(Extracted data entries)
+ + +

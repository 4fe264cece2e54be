//! Attack target acquisition.
//!
//! Hostile bots keep a target while it stays in sight and close to where it
//! was acquired. Friendly bots pick the closest enemy from scratch on every
//! tick so they never chase far from their post.
use tracing::debug;

use crate::colldet::{CollisionFilter, update_virtual_position};
use crate::config::SimConfig;
use crate::env::{DroidSpec, PathRequest};
use crate::geometry::{Gps, Point};
use crate::state::{AttackTarget, Bot, BotHandle, BotRegistry};

use super::TickContext;

/// A living target candidate, in the searching bot's level frame.
#[derive(Clone, Copy, Debug)]
struct Candidate {
    target: AttackTarget,
    pos: Point,
}

/// The alive bot behind `handle`, refreshing a stale handle by id.
pub fn resolve_target(bots: &BotRegistry, handle: BotHandle) -> Option<&Bot> {
    let bot = match bots.resolve(handle) {
        Some(bot) => bot,
        None => bots.revalidate(handle).and_then(|fresh| bots.resolve(fresh))?,
    };
    (bot.is_alive() && bots.is_alive(bot.id)).then_some(bot)
}

/// Where `bot`'s current target stands, in `bot`'s level frame.
pub fn target_position(ctx: &TickContext<'_>, bot: &Bot) -> Option<Point> {
    match bot.target {
        AttackTarget::None => None,
        AttackTarget::Player => ctx.player_in(bot.pos.z).map(Gps::point),
        AttackTarget::Bot(handle) => {
            let target = resolve_target(&*ctx.bots, handle)?;
            update_virtual_position(&*ctx.ship, target.pos, bot.pos.z).map(Gps::point)
        }
    }
}

pub fn acquire_target_for_hostile(ctx: &TickContext<'_>, bot: &mut Bot, spec: &DroidSpec) {
    refresh_handle(&*ctx.bots, bot);
    if retains_target(ctx, bot, spec) {
        return;
    }
    let found = closest_reachable(ctx, bot, spec);
    set_target(bot, found);
}

pub fn acquire_target_for_friendly(ctx: &TickContext<'_>, bot: &mut Bot, spec: &DroidSpec) {
    let found = closest_reachable(ctx, bot, spec);
    set_target(bot, found);
    bot.target_last_pos = None;
}

fn refresh_handle(bots: &BotRegistry, bot: &mut Bot) {
    if let AttackTarget::Bot(handle) = bot.target
        && bots.resolve(handle).is_none()
        && let Some(fresh) = bots.revalidate(handle)
    {
        bot.target = AttackTarget::Bot(fresh);
    }
}

fn retains_target(ctx: &TickContext<'_>, bot: &Bot, spec: &DroidSpec) -> bool {
    let (Some(pos), Some(last)) = (target_position(ctx, bot), bot.target_last_pos) else {
        return false;
    };
    let reach = 2.0 * spec.aggression_distance;
    if bot.pos.point().sq_distance(pos) > reach * reach {
        return false;
    }
    if pos.sq_distance(last) >= SimConfig::TARGET_FOLLOW_SLACK_SQ {
        return false;
    }
    if bot.target == AttackTarget::Player && !ctx.player.visible_to(spec.sensor) {
        return false;
    }
    sees(ctx, bot, spec, pos)
}

fn set_target(bot: &mut Bot, found: Option<Candidate>) {
    let target = found.map_or(AttackTarget::None, |c| c.target);
    if target != bot.target {
        debug!(bot = %bot.id, ?target, "target changed");
    }
    bot.target = target;
    bot.target_last_pos = found.map(|c| c.pos);
}

/// Every opponent on the bot's level, the player first.
fn candidates(ctx: &TickContext<'_>, bot: &Bot, spec: &DroidSpec) -> Vec<Candidate> {
    let z = bot.pos.z;
    let factions = ctx.oracles.factions;
    let mut found = Vec::new();

    if !factions.is_friendly(bot.faction, ctx.player.faction)
        && ctx.player.visible_to(spec.sensor)
        && let Some(pos) = ctx.player_in(z)
    {
        found.push(Candidate {
            target: AttackTarget::Player,
            pos: pos.point(),
        });
    }

    found.extend(
        ctx.bots
            .bots_on_level(z)
            .filter(|other| other.id != bot.id && other.is_alive())
            .filter(|other| !factions.is_friendly(bot.faction, other.faction))
            .map(|other| Candidate {
                target: AttackTarget::Bot(ctx.bots.handle(other.id)),
                pos: other.pos.point(),
            }),
    );
    found
}

/// The nearest candidate within aggression range that is both visible and
/// reachable.
fn closest_reachable(ctx: &TickContext<'_>, bot: &Bot, spec: &DroidSpec) -> Option<Candidate> {
    let me = bot.pos.point();
    let range2 = spec.aggression_distance * spec.aggression_distance;
    let mut best: Option<(f32, Candidate)> = None;

    for candidate in candidates(ctx, bot, spec) {
        let d2 = me.sq_distance(candidate.pos);
        if d2 > range2 || best.is_some_and(|(best_d2, _)| d2 >= best_d2) {
            continue;
        }
        if !sees(ctx, bot, spec, candidate.pos) || !reachable(ctx, bot, spec, candidate.pos) {
            continue;
        }
        best = Some((d2, candidate));
    }
    best.map(|(_, candidate)| candidate)
}

fn sees(ctx: &TickContext<'_>, bot: &Bot, spec: &DroidSpec, to: Point) -> bool {
    spec.sensor.sees_through_walls()
        || !ctx.map().direct_line_blocked(
            bot.pos.point(),
            to,
            bot.pos.z,
            Some(&CollisionFilter::VISIBLE),
        )
}

/// Ranged bots need a clear flight line; melee bots a short walkable path.
fn reachable(ctx: &TickContext<'_>, bot: &Bot, spec: &DroidSpec, to: Point) -> bool {
    let map = ctx.map();
    if !spec.weapon.melee {
        return !map.direct_line_blocked(
            bot.pos.point(),
            to,
            bot.pos.z,
            Some(&CollisionFilter::FLYABLE),
        );
    }
    let walkable = CollisionFilter::WALKABLE;
    let mut request = PathRequest::new(bot.pos, to, &walkable);
    request.max_points = SimConfig::MAX_INTERMEDIATE_POINTS + 1;
    ctx.oracles.pathfinder.find_path(&map, &request).is_ok()
}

+ + +

### WHAT YOU WILL DO
Read through the entries, then copy every line where the string "BotHandle" is found.

### ANSWER FOR THE TASK
use crate::state::{AttackTarget, Bot, BotHandle, BotRegistry};
pub fn resolve_target(bots: &BotRegistry, handle: BotHandle) -> Option<&Bot> {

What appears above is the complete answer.